When I lost my mother to cancer a few years ago, people at the time would try to comfort me and say things like “you will grow stronger from this.” A work colleague at the time came up to me shortly after mum died and said “those who say you are stronger for this are talking crap, its a shit thing that happened and there is nothing good about it.” This was the single best thing anyone said to me during that time, it validated how I actually felt. Sadly the colleague who said this to me, died suddenly of a heart attack two years later.
The above is an extreme example. We also face disappointment in day to day working life. You have been working on a project that didn’t come through or a funding request was denied. No, the answer isn’t just to give up. But being all new aged and zen and loving the enriching experience of a knock back is not helpful. And telling a colleague to be certainly is not.

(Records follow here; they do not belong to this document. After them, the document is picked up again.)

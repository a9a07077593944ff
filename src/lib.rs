// Copyright (c) 2025 Hemashushu <hippospark@gmail.com>, All rights reserved.
//
// This Source Code Form is subject to the terms of
// the Mozilla Public License version 2.0 and additional exceptions.
// For more details, see the LICENSE, LICENSE.additional, and CONTRIBUTING files.

mod printer;

pub mod binder;
pub mod compressedset;
pub mod dedupset;
pub mod error;
pub mod matcher;
pub mod pattern;
pub mod symbol;

pub use binder::{Binder, GroupId, PendingUpdate, Span, TaggedPattern, TaggedState};
pub use compressedset::CompressedSet;
pub use dedupset::{DedupMap, DedupSet};
pub use error::PderivError;
pub use matcher::{Captures, Match, MatchOptions, Matcher, TaggedMatcher};
pub use pattern::Pattern;
pub use symbol::{symbols_from_str, Symbol, DOMAIN_SIZE};
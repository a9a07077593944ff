// Copyright (c) 2025 Hemashushu <hippospark@gmail.com>, All rights reserved.
//
// This Source Code Form is subject to the terms of
// the Mozilla Public License version 2.0 and additional exceptions.
// For more details, see the LICENSE, LICENSE.additional, and CONTRIBUTING files.

use std::hash::{Hash, Hasher};

use crate::{
    error::PderivError,
    symbol::{symbols_from_str, Symbol, DOMAIN_SIZE},
};

// A bound past the end of the domain, used by exhausted operands
// and by an active open-ended tail during a merge sweep.
const VIRTUAL_END: u32 = DOMAIN_SIZE * 2;

/**
 * A set of symbols over the universe `0..65536`, encoded as alternating
 * run-lengths instead of one bit per symbol.
 *
 * e.g. the set `{'A', 'C', 'D', 'E', 'G'}` is stored as
 * `[65, 1, 1, 3, 1, 1]` with the first run "off":
 * 65 symbols off, 1 on ('A'), 1 off ('B'), 3 on ('C'..'E'), 1 off, 1 on ('G'),
 * and everything after the last run is off.
 *
 * The representation is canonical:
 * - the set is empty iff there are no runs,
 * - every run is non-empty except the last one, which may be `0`:
 *   a sentinel meaning "on until the end of the domain",
 * - the last run is always "on" (trailing "off" symbols are implicit).
 *
 * so two sets are equal iff their run sequences and cardinalities are.
 */
#[derive(Debug, Clone)]
pub struct CompressedSet {
    runs: Vec<u16>,

    // the polarity of `runs[0]`, i.e. whether symbol 0 is in the set.
    starts_on: bool,

    // the number of "on" symbols, in `0..=65536`.
    cardinality: u32,
}

impl CompressedSet {
    pub fn empty() -> Self {
        CompressedSet {
            runs: vec![],
            starts_on: false,
            cardinality: 0,
        }
    }

    pub fn full() -> Self {
        CompressedSet {
            runs: vec![0],
            starts_on: true,
            cardinality: DOMAIN_SIZE,
        }
    }

    /// Builds a set from a list of symbols in any order, duplicates
    /// are ignored, i.e. the cardinality counts distinct symbols.
    pub fn from_symbols<I>(symbols: I) -> Self
    where
        I: IntoIterator<Item = Symbol>,
    {
        let mut values: Vec<u32> = symbols
            .into_iter()
            .map(|symbol| symbol.value() as u32)
            .collect();

        values.sort_unstable();
        values.dedup();

        let mut builder = RunBuilder::new();
        let mut position: u32 = 0;
        let mut iter = values.into_iter().peekable();

        while let Some(start) = iter.next() {
            // coalesce consecutive values into one maximal run
            let mut end_included = start;
            while let Some(next) = iter.next_if(|v| *v == end_included + 1) {
                end_included = next;
            }

            builder.push(false, start - position);
            builder.push(true, end_included - start + 1);
            position = end_included + 1;
        }

        builder.finish()
    }

    pub fn from_str_chars(s: &str) -> Result<Self, PderivError> {
        let symbols = symbols_from_str(s)?;
        Ok(CompressedSet::from_symbols(symbols))
    }

    pub fn from_range(start: Symbol, end_included: Symbol) -> Self {
        if start > end_included {
            return CompressedSet::empty();
        }

        let start = start.value() as u32;
        let end_included = end_included.value() as u32;

        let mut builder = RunBuilder::new();
        builder.push(false, start);
        builder.push(true, end_included - start + 1);
        builder.finish()
    }

    pub fn cardinality(&self) -> u32 {
        self.cardinality
    }

    pub fn is_empty(&self) -> bool {
        self.cardinality == 0
    }

    pub fn is_full(&self) -> bool {
        self.cardinality == DOMAIN_SIZE
    }

    pub fn runs(&self) -> &[u16] {
        &self.runs
    }

    pub fn run_count(&self) -> usize {
        self.runs.len()
    }

    pub fn starts_on(&self) -> bool {
        self.starts_on
    }

    pub fn contains(&self, symbol: Symbol) -> bool {
        let value = symbol.value() as u32;
        let mut on = self.starts_on;
        let mut bound: u32 = 0;

        for &run in &self.runs {
            if run == 0 {
                // the open-ended tail
                return on;
            }

            bound += run as u32;
            if value < bound {
                return on;
            }

            on = !on;
        }

        false
    }

    /// Iterates the symbols of this set in ascending order.
    pub fn members(&self) -> Members<'_> {
        Members {
            runs: self.runs.iter(),
            on: self.starts_on,
            cursor: 0,
            run_end: 0,
            remaining: self.cardinality,
        }
    }

    /// The "on" runs as inclusive symbol ranges, in ascending order.
    pub fn ranges(&self) -> Vec<(Symbol, Symbol)> {
        let mut ranges = vec![];
        let mut on = self.starts_on;
        let mut position: u32 = 0;

        for &run in &self.runs {
            let length = if run == 0 {
                DOMAIN_SIZE - position
            } else {
                run as u32
            };

            if on {
                let start = Symbol::new(position as u16);
                let end_included = Symbol::new((position + length - 1) as u16);
                ranges.push((start, end_included));
            }

            position += length;
            on = !on;
        }

        ranges
    }

    /// Flips every symbol in place.
    pub fn negate(&mut self) -> &mut Self {
        match (self.starts_on, self.runs.last().copied()) {
            (_, None) => {
                // empty -> full
                self.starts_on = true;
                self.runs.push(0);
            }
            (_, Some(0)) if self.runs.len() == 1 => {
                // full -> empty
                self.starts_on = false;
                self.runs.clear();
            }
            (parity, Some(0)) => {
                // the open tail turns "off", which is implicit,
                // and the run before it becomes the last "on" run.
                self.runs.pop();
                self.starts_on = !parity;
            }
            (parity, Some(_)) => {
                // the last "on" run turns "off", and the implicit
                // "off" tail becomes an open "on" tail.
                self.runs.push(0);
                self.starts_on = !parity;
            }
        }

        self.cardinality = DOMAIN_SIZE - self.cardinality;
        self
    }

    pub fn negated(&self) -> Self {
        let mut set = self.clone();
        set.negate();
        set
    }

    pub fn union(left: &CompressedSet, right: &CompressedSet) -> CompressedSet {
        if left.is_empty() {
            return right.clone();
        }

        if right.is_empty() {
            return left.clone();
        }

        sweep(left, right, Combine::Union)
    }

    pub fn intersection(left: &CompressedSet, right: &CompressedSet) -> CompressedSet {
        if left.is_empty() || right.is_empty() {
            return CompressedSet::empty();
        }

        sweep(left, right, Combine::Intersection)
    }
}

impl Default for CompressedSet {
    fn default() -> Self {
        CompressedSet::empty()
    }
}

impl PartialEq for CompressedSet {
    fn eq(&self, other: &Self) -> bool {
        // compare from the tail, where sets built from
        // different sources usually diverge first.
        self.cardinality == other.cardinality
            && self.runs.len() == other.runs.len()
            && self.runs.iter().rev().eq(other.runs.iter().rev())
    }
}

impl Eq for CompressedSet {}

impl Hash for CompressedSet {
    fn hash<H: Hasher>(&self, state: &mut H) {
        self.cardinality.hash(state);
        self.runs.hash(state);
    }
}

pub struct Members<'a> {
    runs: std::slice::Iter<'a, u16>,

    // the polarity of the next run to be read
    on: bool,

    cursor: u32,
    run_end: u32,
    remaining: u32,
}

impl Iterator for Members<'_> {
    type Item = Symbol;

    fn next(&mut self) -> Option<Self::Item> {
        loop {
            if self.cursor < self.run_end {
                let value = self.cursor;
                self.cursor += 1;
                self.remaining -= 1;
                return Some(Symbol::new(value as u16));
            }

            let run = *self.runs.next()?;
            let length = if run == 0 {
                DOMAIN_SIZE - self.cursor
            } else {
                run as u32
            };

            if self.on {
                self.run_end = self.cursor + length;
            } else {
                self.cursor += length;
                self.run_end = self.cursor;
            }

            self.on = !self.on;
        }
    }

    fn size_hint(&self) -> (usize, Option<usize>) {
        let remaining = self.remaining as usize;
        (remaining, Some(remaining))
    }
}

impl ExactSizeIterator for Members<'_> {}

#[derive(Debug, Clone, Copy, PartialEq)]
enum Combine {
    Union,
    Intersection,
}

impl Combine {
    fn apply(&self, left: bool, right: bool) -> bool {
        match self {
            Combine::Union => left || right,
            Combine::Intersection => left && right,
        }
    }
}

/// Walks the absolute run boundaries of one operand.
struct RunCursor<'a> {
    runs: &'a [u16],
    index: usize,

    // the polarity of the current run, which covers `..bound`.
    on: bool,

    // the exclusive upper bound of the current run
    bound: u32,

    // the current run is the open-ended "on" tail.
    open: bool,
}

impl<'a> RunCursor<'a> {
    fn new(set: &'a CompressedSet) -> Self {
        let mut cursor = RunCursor {
            runs: &set.runs,
            index: 0,
            on: false,
            bound: 0,
            open: false,
        };
        cursor.load(set.starts_on);
        cursor
    }

    fn load(&mut self, on: bool) {
        match self.runs.get(self.index) {
            Some(0) => {
                self.on = on;
                self.open = true;
                self.bound = VIRTUAL_END;
            }
            Some(&run) => {
                self.on = on;
                self.bound += run as u32;
            }
            None => {
                // exhausted, everything after is "off"
                self.on = false;
                self.bound = VIRTUAL_END;
            }
        }
    }

    fn advance(&mut self) {
        self.index += 1;
        self.load(!self.on);
    }
}

/// Accumulates gaps of equal polarity and emits them as canonical runs.
struct RunBuilder {
    runs: Vec<u16>,
    starts_on: bool,

    // the polarity of the pending gap
    on: bool,
    pending: u32,

    // the total length of the emitted runs
    covered: u32,
    cardinality: u32,
}
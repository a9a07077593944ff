// Copyright (c) 2025 Hemashushu <hippospark@gmail.com>, All rights reserved.
//
// This Source Code Form is subject to the terms of
// the Mozilla Public License version 2.0 and additional exceptions.
// For more details, see the LICENSE, LICENSE.additional, and CONTRIBUTING files.

use std::hash::Hash;

use indexmap::{IndexMap, IndexSet};
use rustc_hash::FxBuildHasher;

/// An insertion-ordered set which merges structurally equal items,
/// `insert` keeps the first occurrence and its position.
pub type DedupSet<T> = IndexSet<T, FxBuildHasher>;

/// An insertion-ordered map keyed by structurally equal patterns.
///
/// Note that `IndexMap::insert` replaces the value of an existing key,
/// use `collect_first` where the earlier entry must be kept.
pub type DedupMap<K, V> = IndexMap<K, V, FxBuildHasher>;

/// Collects entries in order, an entry whose key is already present is
/// dropped, so the iteration order reflects the priority of the entries.
pub fn collect_first<K, V, I>(entries: I) -> DedupMap<K, V>
where
    K: Eq + Hash,
    I: IntoIterator<Item = (K, V)>,
{
    let mut map = DedupMap::default();
    for (key, value) in entries {
        map.entry(key).or_insert(value);
    }
    map
}
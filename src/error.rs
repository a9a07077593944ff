// Copyright (c) 2025 Hemashushu <hippospark@gmail.com>, All rights reserved.
//
// This Source Code Form is subject to the terms of
// the Mozilla Public License version 2.0 and additional exceptions.
// For more details, see the LICENSE, LICENSE.additional, and CONTRIBUTING files.

use thiserror::Error;

#[derive(Debug, Error, PartialEq, Clone)]
pub enum PderivError {
    /// A numeric symbol outside `0..65536`.
    #[error("symbol {0:#x} is out of range, expected a value below 0x10000")]
    SymbolOutOfRange(u32),

    /// Only characters of the Basic Multilingual Plane can be matched.
    #[error("character {0:?} is outside the basic multilingual plane")]
    CharOutsideBmp(char),

    /// A packed interval whose start is greater than its end.
    #[error("packed interval {0:#018x} has its start after its end")]
    IntervalOverflow(u64),

    /// Input positions are tracked as `u32`.
    #[error("input position {0} exceeds the trackable range")]
    PositionOutOfRange(usize),
}
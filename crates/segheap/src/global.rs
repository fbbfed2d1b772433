//! [`GlobalAlloc`] adapter.
//!
//! ```rust,ignore
//! use segheap::{LockedHeap, BrkRegion};
//!
//! static mut ARENA: [u8; 1 << 20] = [0; 1 << 20];
//!
//! #[global_allocator]
//! static ALLOCATOR: LockedHeap<BrkRegion<&'static mut [u8]>> = LockedHeap::empty();
//!
//! fn init() {
//!     let arena = unsafe { &mut *core::ptr::addr_of_mut!(ARENA) };
//!     ALLOCATOR.init(BrkRegion::new(&mut arena[..])).unwrap();
//! }
//! ```

use core::{
    alloc::{GlobalAlloc, Layout},
    ptr,
};

use spin::{Mutex, MutexGuard};

use crate::{
    Heap, HeapPtr,
    block::ALIGNMENT,
    heap::InitError,
    region::HeapRegion,
};

/// A [`Heap`] behind a spin lock, usable as a global allocator.
///
/// Allocation fails until [`init`](Self::init) is called. Requests for an
/// alignment above [`ALIGNMENT`] always fail.
#[derive(Debug)]
pub struct LockedHeap<R> {
    inner: Mutex<Option<Heap<R>>>,
}

impl<R> Default for LockedHeap<R> {
    fn default() -> Self {
        Self::empty()
    }
}

impl<R> LockedHeap<R> {
    #[must_use]
    pub const fn empty() -> Self {
        Self {
            inner: Mutex::new(None),
        }
    }

    /// Locks the heap for direct access.
    pub fn lock(&self) -> MutexGuard<'_, Option<Heap<R>>> {
        self.inner.lock()
    }
}

impl<R> LockedHeap<R>
where
    R: HeapRegion,
{
    /// Builds the heap on `region`, replacing any previous one.
    pub fn init(&self, region: R) -> Result<(), InitError> {
        let heap = Heap::new(region)?;
        *self.inner.lock() = Some(heap);
        Ok(())
    }
}

impl<R> Heap<R>
where
    R: HeapRegion,
{
    fn raw_address(&mut self, ptr: HeapPtr) -> *mut u8 {
        self.region
            .bytes_mut()
            .as_mut_ptr()
            .wrapping_add(ptr.offset())
    }

    fn ptr_from_raw(&self, raw: *mut u8) -> HeapPtr {
        let base = self.region.bytes().as_ptr().addr();
        HeapPtr::from_offset(raw.addr().wrapping_sub(base))
    }
}

fn supported(layout: Layout) -> bool {
    layout.align() <= ALIGNMENT
}

unsafe impl<R> GlobalAlloc for LockedHeap<R>
where
    R: HeapRegion + Send,
{
    unsafe fn alloc(&self, layout: Layout) -> *mut u8 {
        let mut inner = self.inner.lock();
        match inner.as_mut() {
            Some(heap) if supported(layout) => heap
                .allocate(layout.size())
                .map_or(ptr::null_mut(), |p| heap.raw_address(p)),
            _ => ptr::null_mut(),
        }
    }

    unsafe fn dealloc(&self, ptr: *mut u8, _layout: Layout) {
        if let Some(heap) = self.inner.lock().as_mut() {
            let ptr = heap.ptr_from_raw(ptr);
            heap.release(ptr);
        }
    }

    unsafe fn alloc_zeroed(&self, layout: Layout) -> *mut u8 {
        let mut inner = self.inner.lock();
        match inner.as_mut() {
            Some(heap) if supported(layout) => heap
                .allocate_zeroed(1, layout.size())
                .map_or(ptr::null_mut(), |p| heap.raw_address(p)),
            _ => ptr::null_mut(),
        }
    }

    unsafe fn realloc(&self, ptr: *mut u8, layout: Layout, new_size: usize) -> *mut u8 {
        let mut inner = self.inner.lock();
        match inner.as_mut() {
            Some(heap) if supported(layout) => {
                let old = heap.ptr_from_raw(ptr);
                heap.reallocate(old, new_size)
                    .map_or(ptr::null_mut(), |p| heap.raw_address(p))
            }
            _ => ptr::null_mut(),
        }
    }
}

My experience has been that it is important to have goals or a desired outcomes to work towards. In doing so you hope to make progress as quickly or pain free as possible. As my previous post related to setting up a UK bank account explains, this isn’t always the case. Were those phone calls to the Department of Work and Pensions positive or life enriching? Like hell they were. They were very frustrating. It wasn’t a positive attitude that eventually got me through to set up a bank account, it was determination and persistence. Was it fun? No. Did I learn anything? That bureaucracy is a pain in the arse (something I was already well aware of). But I didn’t give up, and that eventually got me through.
There are times when you can pick your attitude, and where stubbornly wallowing in the negative can be utterly destructive. But so too is stubbornly fixating on everything being positive. Its false, and actually very draining to force yourself to feel a certain way when it doesn’t come naturally. And sometimes “shit things” happen, and you should just allow yourself to accept how you feel rather than force something thats not real.